Keep every line of the data below that has the string "Some" and present those lines.

Extracted data entries:
---
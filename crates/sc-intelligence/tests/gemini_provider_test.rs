use std::collections::VecDeque;
use std::sync::{Arc, Mutex};
use std::time::Duration;

use axum::extract::State;
use axum::http::{HeaderMap, StatusCode, Uri};
use axum::Router;
use sc_intelligence::{ApiKey, GeminiProvider, LlmError, LlmProvider, RetryConfig};
use serde_json::Value;

// ===========================================================================
// Scripted test server
// ===========================================================================

#[derive(Debug, Clone)]
struct Captured {
    path: String,
    api_key: Option<String>,
    body: Value,
}

#[derive(Clone, Default)]
struct ScriptState {
    replies: Arc<Mutex<VecDeque<(u16, String)>>>,
    captured: Arc<Mutex<Vec<Captured>>>,
}

async fn scripted_reply(
    State(state): State<ScriptState>,
    uri: Uri,
    headers: HeaderMap,
    body: String,
) -> (StatusCode, String) {
    state.captured.lock().unwrap().push(Captured {
        path: uri.path().to_string(),
        api_key: headers
            .get("x-goog-api-key")
            .and_then(|v| v.to_str().ok())
            .map(str::to_string),
        body: serde_json::from_str(&body).unwrap_or(Value::Null),
    });

    let (status, body) = state
        .replies
        .lock()
        .unwrap()
        .pop_front()
        .unwrap_or((500, "script exhausted".to_string()));
    (StatusCode::from_u16(status).unwrap(), body)
}

/// Spin up a server that answers each request with the next scripted
/// `(status, body)` pair, return the base URL and the shared state.
async fn start_scripted_server(replies: Vec<(u16, String)>) -> (String, ScriptState) {
    let state = ScriptState {
        replies: Arc::new(Mutex::new(replies.into())),
        ..Default::default()
    };
    let router = Router::new()
        .fallback(scripted_reply)
        .with_state(state.clone());

    let listener = tokio::net::TcpListener::bind("127.0.0.1:0")
        .await
        .expect("bind to ephemeral port");
    let addr = listener.local_addr().unwrap();

    tokio::spawn(async move {
        axum::serve(listener, router).await.unwrap();
    });

    (format!("http://{addr}"), state)
}

fn ok_body(text: &str) -> String {
    serde_json::json!({
        "candidates": [{
            "content": { "role": "model", "parts": [{ "text": text }] },
            "finishReason": "STOP"
        }],
        "usageMetadata": { "promptTokenCount": 4, "candidatesTokenCount": 2 }
    })
    .to_string()
}

fn fast_retry() -> RetryConfig {
    RetryConfig {
        max_retries: 2,
        initial_backoff: Duration::from_millis(10),
        multiplier: 2,
    }
}

fn provider_for(base: &str) -> GeminiProvider {
    GeminiProvider::new()
        .expect("build provider")
        .with_base_url(base)
        .with_retry(fast_retry())
}

// ===========================================================================
// Happy path
// ===========================================================================

#[tokio::test]
async fn test_request_shape_and_reply_extraction() {
    let (base, state) = start_scripted_server(vec![(200, ok_body("hello back"))]).await;
    let provider = provider_for(&base);

    let resp = provider
        .complete("say hello", &ApiKey::new("test-key"))
        .await
        .unwrap();
    assert_eq!(resp.content, "hello back");
    assert_eq!(resp.input_tokens, 4);
    assert_eq!(resp.output_tokens, 2);

    let captured = state.captured.lock().unwrap().clone();
    assert_eq!(captured.len(), 1);
    assert_eq!(
        captured[0].path,
        "/v1beta/models/gemini-2.0-flash:generateContent"
    );
    assert_eq!(captured[0].api_key.as_deref(), Some("test-key"));
    assert_eq!(captured[0].body["contents"][0]["role"], "user");
    assert_eq!(
        captured[0].body["contents"][0]["parts"][0]["text"],
        "say hello"
    );
}

// ===========================================================================
// Retry policy
// ===========================================================================

#[tokio::test]
async fn test_two_server_errors_then_success() {
    let (base, state) = start_scripted_server(vec![
        (500, "boom".into()),
        (500, "boom again".into()),
        (200, ok_body("finally")),
    ])
    .await;
    let provider = provider_for(&base);

    let started = std::time::Instant::now();
    let resp = provider.complete("p", &ApiKey::new("k")).await.unwrap();
    assert_eq!(resp.content, "finally");
    // One initial attempt plus exactly two retries.
    assert_eq!(state.captured.lock().unwrap().len(), 3);
    // Backoff of 10ms then 20ms.
    assert!(started.elapsed() >= Duration::from_millis(30));
}

#[tokio::test]
async fn test_unauthorized_is_not_retried() {
    let (base, state) = start_scripted_server(vec![
        (401, r#"{"error":{"message":"bad key"}}"#.into()),
        (200, ok_body("should never be reached")),
    ])
    .await;
    let provider = provider_for(&base);

    let err = provider.complete("p", &ApiKey::new("k")).await.unwrap_err();
    assert_eq!(
        err,
        LlmError::InvalidCredential {
            message: "bad key".into()
        }
    );
    assert_eq!(state.captured.lock().unwrap().len(), 1);
}

#[tokio::test]
async fn test_rate_limit_exhausts_retries() {
    let (base, state) = start_scripted_server(vec![
        (429, "slow down".into()),
        (429, "slow down".into()),
        (429, "slow down".into()),
        (200, ok_body("too late")),
    ])
    .await;
    let provider = provider_for(&base);

    let err = provider.complete("p", &ApiKey::new("k")).await.unwrap_err();
    assert!(matches!(err, LlmError::RateLimited { .. }));
    assert_eq!(state.captured.lock().unwrap().len(), 3);
}

#[tokio::test]
async fn test_client_error_is_not_retried() {
    let (base, state) = start_scripted_server(vec![(404, "no such model".into())]).await;
    let provider = provider_for(&base);

    let err = provider.complete("p", &ApiKey::new("k")).await.unwrap_err();
    assert!(matches!(
        err,
        LlmError::RequestFailed {
            status: Some(404),
            ..
        }
    ));
    assert_eq!(state.captured.lock().unwrap().len(), 1);
}

#[tokio::test]
async fn test_malformed_reply_is_not_retried() {
    let (base, state) = start_scripted_server(vec![
        (200, r#"{"candidates":[]}"#.into()),
        (200, ok_body("unused")),
    ])
    .await;
    let provider = provider_for(&base);

    let err = provider.complete("p", &ApiKey::new("k")).await.unwrap_err();
    assert!(matches!(err, LlmError::MalformedResponse(_)));
    assert_eq!(state.captured.lock().unwrap().len(), 1);
}

#[tokio::test]
async fn test_unreachable_host_is_request_failed() {
    // Bind then drop to obtain a port with nothing listening.
    let listener = tokio::net::TcpListener::bind("127.0.0.1:0").await.unwrap();
    let addr = listener.local_addr().unwrap();
    drop(listener);

    let provider = provider_for(&format!("http://{addr}"));
    let err = provider.complete("p", &ApiKey::new("k")).await.unwrap_err();
    assert!(matches!(err, LlmError::RequestFailed { status: None, .. }));
    assert!(err.user_message().starts_with("Network error"));
}
//! CodeAssistant -- the entry point hosts call.
//!
//! Bundles the explanation pipeline, implementation generation and code
//! review behind one value. Cancelling the token returned by
//! [`CodeAssistant::cancellation_token`] stops the run in flight; the next
//! call starts on a fresh token. Credentials are passed explicitly into
//! every call.

use std::path::PathBuf;
use std::sync::{Arc, Mutex, PoisonError};

use sc_core::config::Config;
use sc_core::types::{AgentResponse, CodeReviewResult, PlanStep};
use sc_harness::ToolRegistry;
use sc_intelligence::{ApiKey, GeminiProvider, LlmError, LlmProvider};
use tokio_util::sync::CancellationToken;

use crate::implementation::{Implementation, ImplementationAgent};
use crate::orchestrator::{AgentOrchestrator, PipelineError, StageSink};
use crate::review::{CodeReviewAgent, ReviewError};
use crate::stages::StageInput;

pub struct CodeAssistant {
    orchestrator: AgentOrchestrator,
    implementer: ImplementationAgent,
    reviewer: CodeReviewAgent,
    cancel: Mutex<CancellationToken>,
}

impl CodeAssistant {
    pub fn new(provider: Arc<dyn LlmProvider>, tools: ToolRegistry, config: &Config) -> Self {
        Self {
            orchestrator: AgentOrchestrator::new(
                provider.clone(),
                Arc::new(tools),
                config.analysis.clone(),
            ),
            implementer: ImplementationAgent::new(provider.clone()),
            reviewer: CodeReviewAgent::new(provider, config.review.clone()),
            cancel: Mutex::new(CancellationToken::new()),
        }
    }

    /// Gemini-backed assistant whose tools read `general.workspace_root`
    /// (or the current directory).
    pub fn from_config(config: &Config) -> Result<Self, LlmError> {
        let provider = GeminiProvider::from_config(&config.provider)?;
        let root = match &config.general.workspace_root {
            Some(root) => PathBuf::from(root),
            None => std::env::current_dir().unwrap_or_else(|_| PathBuf::from(".")),
        };
        Ok(Self::new(
            Arc::new(provider),
            ToolRegistry::with_builtins(root),
            config,
        ))
    }

    /// Use `token` for the next run instead of a private one.
    pub fn with_cancellation(self, token: CancellationToken) -> Self {
        *self.cancel.lock().unwrap_or_else(PoisonError::into_inner) = token;
        self
    }

    /// Token governing the current (or next) run.
    pub fn cancellation_token(&self) -> CancellationToken {
        self.run_token()
    }

    /// A cancelled token only ever stops the run it was issued for.
    fn run_token(&self) -> CancellationToken {
        let mut token = self.cancel.lock().unwrap_or_else(PoisonError::into_inner);
        if token.is_cancelled() {
            *token = CancellationToken::new();
        }
        token.clone()
    }

    /// Run the four-stage explanation pipeline.
    pub async fn run_pipeline(
        &self,
        code: &str,
        instruction: &str,
        file_name: &str,
        credential: &ApiKey,
        sink: Option<&dyn StageSink>,
    ) -> Result<AgentResponse, PipelineError> {
        if credential.is_blank() {
            return Err(PipelineError::MissingPrerequisite("API key".to_string()));
        }
        let input = StageInput {
            code,
            instruction,
            file_name,
        };
        let cancel = self.run_token();
        self.orchestrator
            .run(&input, credential, sink, &cancel)
            .await
    }

    /// Review `code` for bugs, performance, security and clarity.
    pub async fn run_code_review(
        &self,
        code: &str,
        file_name: &str,
        credential: &ApiKey,
    ) -> Result<Vec<CodeReviewResult>, ReviewError> {
        let cancel = self.run_token();
        self.reviewer
            .review(code, file_name, credential, &cancel)
            .await
    }

    /// Generate the full new file for an accepted plan.
    pub async fn generate_implementation(
        &self,
        code: &str,
        instruction: &str,
        file_name: &str,
        plan_steps: &[PlanStep],
        credential: &ApiKey,
    ) -> Result<Implementation, PipelineError> {
        if credential.is_blank() {
            return Err(PipelineError::MissingPrerequisite("API key".to_string()));
        }
        let input = StageInput {
            code,
            instruction,
            file_name,
        };
        let cancel = self.run_token();
        self.implementer
            .generate(&input, plan_steps, credential, &cancel)
            .await
    }

    /// Generate code resolving one review result's findings.
    pub async fn implement_review_fix(
        &self,
        code: &str,
        file_name: &str,
        result: &CodeReviewResult,
        credential: &ApiKey,
    ) -> Result<CodeReviewResult, ReviewError> {
        let cancel = self.run_token();
        self.reviewer
            .implement_fix(code, file_name, result, credential, &cancel)
            .await
    }
}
---
RESULT OF THE EXERCISE –
    assert_eq!(captured[0].api_key.as_deref(), Some("test-key"));
            status: Some(404),
            Some(root) => PathBuf::from(root),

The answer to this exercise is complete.